* RECORD EXTRACTS
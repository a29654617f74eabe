//! Newsletter subscriber route handlers.

use axum::{
    Json, Router,
    extract::{Path, Query, State},
    response::IntoResponse,
    routing::{delete, get},
};
use serde_json::json;

use boutique_core::{ListParams, SubscriberId};

use crate::db::SubscriberRepository;
use crate::error::AppError;
use crate::middleware::RequireAuth;
use crate::state::AppState;

/// Build the newsletter router.
pub fn router() -> Router<AppState> {
    Router::new()
        .route("/newsletter", get(index))
        .route("/newsletter/{id}", delete(remove))
}

/// `GET /api/newsletter`
async fn index(
    RequireAuth(_user): RequireAuth,
    State(state): State<AppState>,
    Query(params): Query<ListParams>,
) -> Result<impl IntoResponse, AppError> {
    let page = SubscriberRepository::new(state.pool()).list(&params).await?;

    Ok(Json(json!({
        "subscribers": page.records,
        "pagination": page.meta,
    })))
}

/// `DELETE /api/newsletter/{id}`
async fn remove(
    RequireAuth(_user): RequireAuth,
    State(state): State<AppState>,
    Path(id): Path<SubscriberId>,
) -> Result<impl IntoResponse, AppError> {
    SubscriberRepository::new(state.pool()).delete(id).await?;

    Ok(Json(json!({ "message": "Subscriber deleted successfully" })))
}
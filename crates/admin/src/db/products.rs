//! Catalog product queries.

use sqlx::PgPool;

use boutique_core::{ListParams, Page, PageMeta, ProductId};

use crate::models::{Product, ProductInput};

use super::{RepositoryError, like_pattern};

const PRODUCT_COLUMNS: &str = "id, title, description, price, category, sub_category, discount, \
     image_url, benefits, stock, brand, sku, etiquette, usage, created_at, updated_at";

/// Repository for catalog products.
pub struct ProductRepository<'a> {
    pool: &'a PgPool,
}

impl<'a> ProductRepository<'a> {
    /// Create a new repository backed by the given pool.
    #[must_use]
    pub const fn new(pool: &'a PgPool) -> Self {
        Self { pool }
    }

    /// List products, most recently updated first, with optional substring
    /// search on title, description, brand, and SKU plus an optional exact
    /// category filter.
    ///
    /// # Errors
    ///
    /// Returns `RepositoryError::Database` on query failure.
    pub async fn list(
        &self,
        params: &ListParams,
        category: Option<&str>,
    ) -> Result<Page<Product>, RepositoryError> {
        let pattern = params.search().map(like_pattern);

        let total: i64 = sqlx::query_scalar(
            r"
            SELECT COUNT(*)
            FROM store.product
            WHERE ($1::text IS NULL OR title ILIKE $1 OR description ILIKE $1 OR brand ILIKE $1 OR sku ILIKE $1)
              AND ($2::text IS NULL OR category = $2)
            ",
        )
        .bind(&pattern)
        .bind(category)
        .fetch_one(self.pool)
        .await?;

        let records = sqlx::query_as::<_, Product>(&format!(
            r"
            SELECT {PRODUCT_COLUMNS}
            FROM store.product
            WHERE ($1::text IS NULL OR title ILIKE $1 OR description ILIKE $1 OR brand ILIKE $1 OR sku ILIKE $1)
              AND ($2::text IS NULL OR category = $2)
            ORDER BY updated_at DESC
            LIMIT $3 OFFSET $4
            "
        ))
        .bind(&pattern)
        .bind(category)
        .bind(params.limit())
        .bind(params.offset())
        .fetch_all(self.pool)
        .await?;

        Ok(Page {
            records,
            meta: PageMeta::new(total, params),
        })
    }

    /// Fetch a single product.
    ///
    /// # Errors
    ///
    /// Returns `RepositoryError::NotFound` if no product has this ID,
    /// `RepositoryError::Database` on query failure.
    pub async fn get(&self, id: ProductId) -> Result<Product, RepositoryError> {
        sqlx::query_as::<_, Product>(&format!(
            "SELECT {PRODUCT_COLUMNS} FROM store.product WHERE id = $1"
        ))
        .bind(id)
        .fetch_optional(self.pool)
        .await?
        .ok_or(RepositoryError::NotFound)
    }

    /// Insert a new product.
    ///
    /// # Errors
    ///
    /// Returns `RepositoryError::Conflict` when the SKU is already taken,
    /// `RepositoryError::Database` on any other failure.
    pub async fn create(&self, input: &ProductInput) -> Result<Product, RepositoryError> {
        let product = sqlx::query_as::<_, Product>(&format!(
            r"
            INSERT INTO store.product
                (title, description, price, category, sub_category, discount,
                 image_url, benefits, stock, brand, sku, etiquette, usage)
            VALUES ($1, $2, $3, $4, $5, $6, $7, $8, $9, $10, $11, $12, $13)
            RETURNING {PRODUCT_COLUMNS}
            "
        ))
        .bind(&input.title)
        .bind(&input.description)
        .bind(input.price)
        .bind(&input.category)
        .bind(&input.sub_category)
        .bind(input.discount)
        .bind(&input.image_url)
        .bind(&input.benefits)
        .bind(input.stock)
        .bind(&input.brand)
        .bind(&input.sku)
        .bind(&input.etiquette)
        .bind(&input.usage)
        .fetch_one(self.pool)
        .await
        .map_err(map_sku_conflict)?;

        Ok(product)
    }

    /// Replace a product's fields wholesale.
    ///
    /// # Errors
    ///
    /// Returns `RepositoryError::NotFound` if no product has this ID,
    /// `RepositoryError::Conflict` on SKU collision,
    /// `RepositoryError::Database` on any other failure.
    pub async fn update(
        &self,
        id: ProductId,
        input: &ProductInput,
    ) -> Result<Product, RepositoryError> {
        sqlx::query_as::<_, Product>(&format!(
            r"
            UPDATE store.product
            SET title = $2, description = $3, price = $4, category = $5,
                sub_category = $6, discount = $7, image_url = $8, benefits = $9,
                stock = $10, brand = $11, sku = $12, etiquette = $13, usage = $14,
                updated_at = now()
            WHERE id = $1
            RETURNING {PRODUCT_COLUMNS}
            "
        ))
        .bind(id)
        .bind(&input.title)
        .bind(&input.description)
        .bind(input.price)
        .bind(&input.category)
        .bind(&input.sub_category)
        .bind(input.discount)
        .bind(&input.image_url)
        .bind(&input.benefits)
        .bind(input.stock)
        .bind(&input.brand)
        .bind(&input.sku)
        .bind(&input.etiquette)
        .bind(&input.usage)
        .fetch_optional(self.pool)
        .await
        .map_err(map_sku_conflict)?
        .ok_or(RepositoryError::NotFound)
    }

    /// Delete a product.
    ///
    /// # Errors
    ///
    /// Returns `RepositoryError::NotFound` if no product has this ID,
    /// `RepositoryError::Database` on query failure.
    pub async fn delete(&self, id: ProductId) -> Result<(), RepositoryError> {
        let result = sqlx::query("DELETE FROM store.product WHERE id = $1")
            .bind(id)
            .execute(self.pool)
            .await?;

        if result.rows_affected() == 0 {
            return Err(RepositoryError::NotFound);
        }

        Ok(())
    }
}

fn map_sku_conflict(e: sqlx::Error) -> RepositoryError {
    match &e {
        sqlx::Error::Database(db) if db.is_unique_violation() => {
            RepositoryError::Conflict("A product with this SKU already exists".to_owned())
        }
        _ => RepositoryError::Database(e),
    }
}
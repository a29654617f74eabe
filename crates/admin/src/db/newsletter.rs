//! Newsletter subscriber queries.

use sqlx::PgPool;

use boutique_core::{ListParams, Page, PageMeta, SubscriberId};

use crate::models::Subscriber;

use super::{RepositoryError, like_pattern};

/// Repository for newsletter subscribers.
pub struct SubscriberRepository<'a> {
    pool: &'a PgPool,
}

impl<'a> SubscriberRepository<'a> {
    /// Create a new repository backed by the given pool.
    #[must_use]
    pub const fn new(pool: &'a PgPool) -> Self {
        Self { pool }
    }

    /// List subscribers, newest first, with optional substring search on
    /// the email address.
    ///
    /// # Errors
    ///
    /// Returns `RepositoryError::Database` on query failure.
    pub async fn list(&self, params: &ListParams) -> Result<Page<Subscriber>, RepositoryError> {
        let pattern = params.search().map(like_pattern);

        let total: i64 = sqlx::query_scalar(
            "SELECT COUNT(*) FROM store.newsletter WHERE $1::text IS NULL OR email ILIKE $1",
        )
        .bind(&pattern)
        .fetch_one(self.pool)
        .await?;

        let records = sqlx::query_as::<_, Subscriber>(
            r"
            SELECT id, email, created_at
            FROM store.newsletter
            WHERE $1::text IS NULL OR email ILIKE $1
            ORDER BY created_at DESC
            LIMIT $2 OFFSET $3
            ",
        )
        .bind(&pattern)
        .bind(params.limit())
        .bind(params.offset())
        .fetch_all(self.pool)
        .await?;

        Ok(Page {
            records,
            meta: PageMeta::new(total, params),
        })
    }

    /// Remove a subscriber.
    ///
    /// # Errors
    ///
    /// Returns `RepositoryError::NotFound` if no subscriber has this ID,
    /// `RepositoryError::Database` on query failure.
    pub async fn delete(&self, id: SubscriberId) -> Result<(), RepositoryError> {
        let result = sqlx::query("DELETE FROM store.newsletter WHERE id = $1")
            .bind(id)
            .execute(self.pool)
            .await?;

        if result.rows_affected() == 0 {
            return Err(RepositoryError::NotFound);
        }

        Ok(())
    }
}
//! Newtype IDs for type-safe entity references.
//!
//! Use the `define_id!` macro to create type-safe ID wrappers that prevent
//! accidentally mixing IDs from different entity types.

/// Macro to define a type-safe ID wrapper.
///
/// Creates a newtype wrapper around `i32` with:
/// - `Serialize`/`Deserialize` with `#[serde(transparent)]`
/// - `Debug`, `Clone`, `Copy`, `PartialEq`, `Eq`, `Hash`
/// - Conversion methods: `new()`, `as_i32()`
/// - `From<i32>` and `Into<i32>` implementations
/// - `sqlx` `Type`, `Encode`, and `Decode` implementations (with `postgres` feature)
///
/// # Example
///
/// ```rust
/// # use boutique_core::define_id;
/// define_id!(UserId);
/// define_id!(OrderId);
///
/// let user_id = UserId::new(1);
/// let order_id = OrderId::new(1);
///
/// // These are different types, so this won't compile:
/// // let _: UserId = order_id;
/// ```
#[macro_export]
macro_rules! define_id {
    ($name:ident) => {
        #[derive(
            Debug,
            Clone,
            Copy,
            PartialEq,
            Eq,
            Hash,
            ::serde::Serialize,
            ::serde::Deserialize
        )]
        #[serde(transparent)]
        pub struct $name(i32);

        impl $name {
            /// Create a new ID from an i32 value.
            #[must_use]
            pub const fn new(id: i32) -> Self {
                Self(id)
            }

            /// Get the underlying i32 value.
            #[must_use]
            pub const fn as_i32(&self) -> i32 {
                self.0
            }
        }

        impl ::core::fmt::Display for $name {
            fn fmt(&self, f: &mut ::core::fmt::Formatter<'_>) -> ::core::fmt::Result {
                write!(f, "{}", self.0)
            }
        }

        impl From<i32> for $name {
            fn from(id: i32) -> Self {
                Self(id)
            }
        }

        impl From<$name> for i32 {
            fn from(id: $name) -> Self {
                id.0
            }
        }

        #[cfg(feature = "postgres")]
        impl ::sqlx::Type<::sqlx::Postgres> for $name {
            fn type_info() -> ::sqlx::postgres::PgTypeInfo {
                <i32 as ::sqlx::Type<::sqlx::Postgres>>::type_info()
            }

            fn compatible(ty: &::sqlx::postgres::PgTypeInfo) -> bool {
                <i32 as ::sqlx::Type<::sqlx::Postgres>>::compatible(ty)
            }
        }

        #[cfg(feature = "postgres")]
        impl<'r> ::sqlx::Decode<'r, ::sqlx::Postgres> for $name {
            fn decode(
                value: ::sqlx::postgres::PgValueRef<'r>,
            ) -> ::core::result::Result<Self, ::sqlx::error::BoxDynError> {
                let id = <i32 as ::sqlx::Decode<::sqlx::Postgres>>::decode(value)?;
                Ok(Self(id))
            }
        }

        #[cfg(feature = "postgres")]
        impl ::sqlx::Encode<'_, ::sqlx::Postgres> for $name {
            fn encode_by_ref(
                &self,
                buf: &mut ::sqlx::postgres::PgArgumentBuffer,
            ) -> ::std::result::Result<::sqlx::encode::IsNull, ::sqlx::error::BoxDynError> {
                <i32 as ::sqlx::Encode<::sqlx::Postgres>>::encode_by_ref(&self.0, buf)
            }
        }
    };
}

// Define standard entity IDs
define_id!(UserId);
define_id!(ProductId);
define_id!(OrderId);
define_id!(SubscriberId);
define_id!(VerificationId);
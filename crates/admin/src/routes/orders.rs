//! Order route handlers and dashboard statistics.

use std::collections::HashMap;

use axum::{
    Json, Router,
    extract::{Path, Query, State},
    response::IntoResponse,
    routing::{get, patch},
};
use chrono::{Months, NaiveDate, Utc};
use rust_decimal::Decimal;
use serde::Deserialize;
use serde_json::json;

use boutique_core::{ListParams, OrderId, OrderStatus};

use crate::db::orders::{MonthlyStat, StatusStat, ZoneStat};
use crate::db::{OrderRepository, normalize_filter};
use crate::error::AppError;
use crate::middleware::RequireAuth;
use crate::state::AppState;

/// How many trailing calendar months the dashboard chart shows.
const MONTHLY_WINDOW: u32 = 6;

/// Build the orders router.
pub fn router() -> Router<AppState> {
    Router::new()
        .route("/orders", get(index))
        .route("/orders/stats", get(stats))
        .route("/orders/{id}", patch(update_status))
}

/// Query parameters for the order listing.
#[derive(Debug, Deserialize)]
pub struct OrderListQuery {
    page: Option<i64>,
    limit: Option<i64>,
    search: Option<String>,
    status: Option<String>,
}

impl OrderListQuery {
    fn list_params(&self) -> ListParams {
        ListParams {
            page: self.page,
            limit: self.limit,
            search: self.search.clone(),
        }
    }

    fn status(&self) -> Result<Option<OrderStatus>, AppError> {
        normalize_filter(self.status.as_deref())
            .map(|s| s.parse().map_err(AppError::BadRequest))
            .transpose()
    }
}

/// Status update request body.
#[derive(Debug, Deserialize)]
pub struct UpdateStatusRequest {
    status: String,
}

/// `GET /api/orders`
async fn index(
    RequireAuth(_user): RequireAuth,
    State(state): State<AppState>,
    Query(query): Query<OrderListQuery>,
) -> Result<impl IntoResponse, AppError> {
    let params = query.list_params();
    let status = query.status()?;

    let page = OrderRepository::new(state.pool())
        .list(&params, status)
        .await?;

    Ok(Json(json!({
        "orders": page.records,
        "pagination": page.meta,
    })))
}

/// `PATCH /api/orders/{id}`
///
/// Any status can move to any other; repeating the current status is a
/// no-op that still answers 200.
async fn update_status(
    RequireAuth(_user): RequireAuth,
    State(state): State<AppState>,
    Path(id): Path<OrderId>,
    Json(body): Json<UpdateStatusRequest>,
) -> Result<impl IntoResponse, AppError> {
    let status: OrderStatus = body.status.parse().map_err(AppError::BadRequest)?;

    let order = OrderRepository::new(state.pool())
        .update_status(id, status)
        .await?;

    tracing::info!(order_id = %id, status = %status, "order status updated");

    if status == OrderStatus::Delivered && state.config().otp.delivery_sms_enabled {
        notify_delivery(&state, &order.order.shipping_info, &order.order.order_number).await;
    }

    Ok(Json(order))
}

/// Best-effort delivery confirmation SMS. A provider failure is logged and
/// never fails the status update itself.
async fn notify_delivery(
    state: &AppState,
    shipping: &crate::models::ShippingInfo,
    order_number: &str,
) {
    let phone = match boutique_core::Phone::parse(&shipping.phone) {
        Ok(phone) => phone,
        Err(e) => {
            tracing::warn!(order_number, error = %e, "invalid shipping phone, skipping SMS");
            return;
        }
    };

    let message = format!(
        "Hello {}, your order {order_number} has been delivered. Thank you for your trust!",
        shipping.firstname
    );
    if let Err(e) = state.otp().send_sms(&phone, &message).await {
        tracing::warn!(order_number, error = %e, "delivery SMS failed");
    }
}

/// `GET /api/orders/stats`
async fn stats(
    RequireAuth(_user): RequireAuth,
    State(state): State<AppState>,
) -> Result<impl IntoResponse, AppError> {
    let orders = OrderRepository::new(state.pool());

    let by_status = orders.status_stats().await?;
    let by_month = orders.monthly_stats().await?;
    let by_zone = orders.shipping_zone_stats().await?;

    let months = month_keys(Utc::now().date_naive());

    Ok(Json(json!({
        "statusStats": status_stats_object(&by_status),
        "monthlyStats": fill_monthly(&months, by_month),
        "shippingZoneStats": zone_stats_array(&by_zone),
    })))
}

/// Object keyed by status name; every status appears even with no orders.
fn status_stats_object(stats: &[StatusStat]) -> serde_json::Value {
    let mut by_status: HashMap<OrderStatus, &StatusStat> =
        stats.iter().map(|s| (s.status, s)).collect();

    let mut object = serde_json::Map::new();
    for status in OrderStatus::ALL {
        let (count, total) = by_status
            .remove(&status)
            .map_or((0, Decimal::ZERO), |s| (s.count, s.total_amount));
        object.insert(
            status.as_str().to_owned(),
            json!({ "count": count, "totalAmount": total }),
        );
    }
    serde_json::Value::Object(object)
}

/// The trailing window of month keys ending with the current month,
/// ascending.
fn month_keys(today: NaiveDate) -> Vec<String> {
    (0..MONTHLY_WINDOW)
        .rev()
        .filter_map(|back| today.checked_sub_months(Months::new(back)))
        .map(|d| d.format("%Y-%m").to_string())
        .collect()
}

/// Zero-fill the month window with the aggregated rows.
fn fill_monthly(months: &[String], stats: Vec<MonthlyStat>) -> Vec<serde_json::Value> {
    let mut by_month: HashMap<String, MonthlyStat> =
        stats.into_iter().map(|s| (s.month.clone(), s)).collect();

    months
        .iter()
        .map(|month| {
            let (count, total) = by_month
                .remove(month)
                .map_or((0, Decimal::ZERO), |s| (s.count, s.total_amount));
            json!({ "month": month, "count": count, "totalAmount": total })
        })
        .collect()
}

fn zone_stats_array(stats: &[ZoneStat]) -> Vec<serde_json::Value> {
    stats
        .iter()
        .map(|s| json!({ "zone": s.zone, "count": s.count, "totalAmount": s.total_amount }))
        .collect()
}

#[cfg(test)]
#[allow(clippy::unwrap_used)]
mod tests {
    use super::*;

    #[test]
    fn test_month_keys_trailing_window() {
        let keys = month_keys(NaiveDate::from_ymd_opt(2026, 8, 30).unwrap());
        assert_eq!(
            keys,
            vec!["2026-03", "2026-04", "2026-05", "2026-06", "2026-07", "2026-08"]
        );
    }

    #[test]
    fn test_month_keys_cross_year() {
        let keys = month_keys(NaiveDate::from_ymd_opt(2026, 2, 1).unwrap());
        assert_eq!(
            keys,
            vec!["2025-09", "2025-10", "2025-11", "2025-12", "2026-01", "2026-02"]
        );
    }

    #[test]
    fn test_fill_monthly_zero_fills_gaps() {
        let months: Vec<String> = ["2026-07", "2026-08"].iter().map(|s| (*s).to_owned()).collect();
        let rows = vec![MonthlyStat {
            month: "2026-08".to_owned(),
            count: 3,
            total_amount: Decimal::new(15000, 0),
        }];

        let filled = fill_monthly(&months, rows);
        assert_eq!(filled[0]["month"], "2026-07");
        assert_eq!(filled[0]["count"], 0);
        assert_eq!(filled[1]["month"], "2026-08");
        assert_eq!(filled[1]["count"], 3);
    }

    #[test]
    fn test_status_stats_object_covers_all_statuses() {
        let rows = vec![StatusStat {
            status: OrderStatus::Pending,
            count: 2,
            total_amount: Decimal::new(9000, 0),
        }];

        let object = status_stats_object(&rows);
        assert_eq!(object["pending"]["count"], 2);
        assert_eq!(object["cancelled"]["count"], 0);
        assert!(object.get("delivered").is_some());
        assert!(object.get("processing").is_some());
    }

    #[test]
    fn test_status_filter_parsing() {
        let query = OrderListQuery {
            page: None,
            limit: None,
            search: None,
            status: Some("all".to_owned()),
        };
        assert!(query.status().unwrap().is_none());

        let query = OrderListQuery {
            status: Some("delivered".to_owned()),
            ..query
        };
        assert_eq!(query.status().unwrap(), Some(OrderStatus::Delivered));

        let query = OrderListQuery {
            status: Some("shipped".to_owned()),
            ..query
        };
        assert!(query.status().is_err());
    }
}
//! External service clients.

pub mod otp;

pub use otp::{OtpClient, OtpError};
//! Pending phone-verification records.

use chrono::{DateTime, Utc};

use boutique_core::{Email, Phone, VerificationId};

/// A pending OTP verification created when a signup code is sent.
///
/// The code itself lives with the external provider; this row only tracks
/// that a code was requested and when it stops being honored locally. Rows
/// are deleted on successful verification and expired rows are purged
/// opportunistically.
#[derive(Debug, Clone, sqlx::FromRow)]
pub struct VerificationCode {
    /// Unique row ID.
    pub id: VerificationId,
    /// Email the signup was requested for.
    pub email: Email,
    /// Phone number the code was sent to.
    pub phone: Phone,
    /// When this verification stops being honored.
    pub expires_at: DateTime<Utc>,
    /// When the code was requested.
    pub created_at: DateTime<Utc>,
}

* YOUR OBJECTIVE
Proceeding from the line containing "underlying i32 value." through the line containing "impl ::core::fmt::Display for", transcribe the lines above exactly, both end lines included.

* THE ANSWER
            /// Get the underlying i32 value.
            #[must_use]
            pub const fn as_i32(&self) -> i32 {
                self.0
            }
        }

        impl ::core::fmt::Display for $name {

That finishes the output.